Segment Start: RECORD EXTRACTS

use rayon::prelude::*;
use serde::Serialize;
use tracing::{debug, info};

use macross_core::{PriceSeries, SearchGrid, WindowPair};
use macross_strategy::{MovingAverageCrossover, SignalModel};

use crate::metrics::compute_metrics;

/// Sharpe ratio of one evaluated window pair.
#[derive(Debug, Clone, Copy, PartialEq, Serialize)]
pub struct CandidateScore {
    pub pair: WindowPair,
    pub sharpe_ratio: Option<f64>,
}

/// Outcome of a grid search.
#[derive(Debug, Clone, PartialEq, Serialize)]
pub struct Optimization {
    /// Winning pair, or [`WindowPair::SENTINEL`] when no candidate had a defined Sharpe.
    pub best: WindowPair,
    pub best_sharpe: Option<f64>,
    pub evaluated: usize,
    /// Every candidate's score in evaluation order.
    pub scores: Vec<CandidateScore>,
}

impl Optimization {
    #[inline]
    pub fn is_sentinel(&self) -> bool {
        self.best.is_sentinel()
    }
}

/// Brute-force window-pair search maximising the Sharpe ratio.
///
/// Candidates are evaluated independently (optionally on Rayon workers),
/// collected in grid order, then reduced sequentially: only a strictly
/// greater Sharpe replaces the incumbent, so ties keep the earlier pair and
/// the result does not depend on completion order.
pub struct GridOptimizer<M: SignalModel> {
    model: M,
    grid: SearchGrid,
    parallel: bool,
}

impl<M: SignalModel> GridOptimizer<M> {
    pub fn new(model: M, grid: SearchGrid) -> Self {
        Self {
            model,
            grid,
            parallel: true,
        }
    }

    pub fn with_parallel(mut self, parallel: bool) -> Self {
        self.parallel = parallel;
        self
    }

    pub fn run(&self, prices: &PriceSeries) -> Optimization {
        let candidates = self.grid.candidates();
        info!(
            model = self.model.id(),
            candidates = candidates.len(),
            bars = prices.len(),
            parallel = self.parallel,
            "running parameter optimization"
        );

        let scores: Vec<CandidateScore> = if self.parallel {
            candidates
                .par_iter()
                .map(|&pair| self.score(prices, pair))
                .collect()
        } else {
            candidates
                .iter()
                .map(|&pair| self.score(prices, pair))
                .collect()
        };

        let (best, best_sharpe) = select_best(&scores);
        if best.is_sentinel() {
            info!("optimization complete: no candidate produced a defined Sharpe ratio");
        } else {
            info!(short = best.short, long = best.long, sharpe = ?best_sharpe, "optimization complete");
        }

        Optimization {
            best,
            best_sharpe,
            evaluated: scores.len(),
            scores,
        }
    }

    fn score(&self, prices: &PriceSeries, pair: WindowPair) -> CandidateScore {
        let series = self.model.compute(prices, pair);
        let metrics = compute_metrics(&series);
        debug!(short = pair.short, long = pair.long, sharpe = ?metrics.sharpe_ratio, "candidate evaluated");
        CandidateScore {
            pair,
            sharpe_ratio: metrics.sharpe_ratio,
        }
    }
}

/// First strict maximum in order; undefined Sharpe ratios never win.
fn select_best(scores: &[CandidateScore]) -> (WindowPair, Option<f64>) {
    let mut best = WindowPair::SENTINEL;
    let mut best_sharpe = f64::NEG_INFINITY;

    for score in scores {
        let Some(sharpe) = score.sharpe_ratio else {
            continue;
        };
        if sharpe > best_sharpe {
            best_sharpe = sharpe;
            best = score.pair;
            info!(short = best.short, long = best.long, sharpe, "new best found");
        }
    }

    let best_sharpe = (!best.is_sentinel()).then_some(best_sharpe);
    (best, best_sharpe)
}

/// Best moving-average crossover pair over the default grid.
///
/// Returns [`WindowPair::SENTINEL`] when no candidate has a defined Sharpe
/// ratio; callers must treat that as a failure.
pub fn optimize(prices: &PriceSeries) -> WindowPair {
    GridOptimizer::new(MovingAverageCrossover, SearchGrid::default())
        .run(prices)
        .best
}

Segment End: RECORD EXTRACTS

■ PROBLEM DETAILS
Exactly how many lines in the listing above contain the word "evaluated"? Only the number should be given.

■ RESULT
5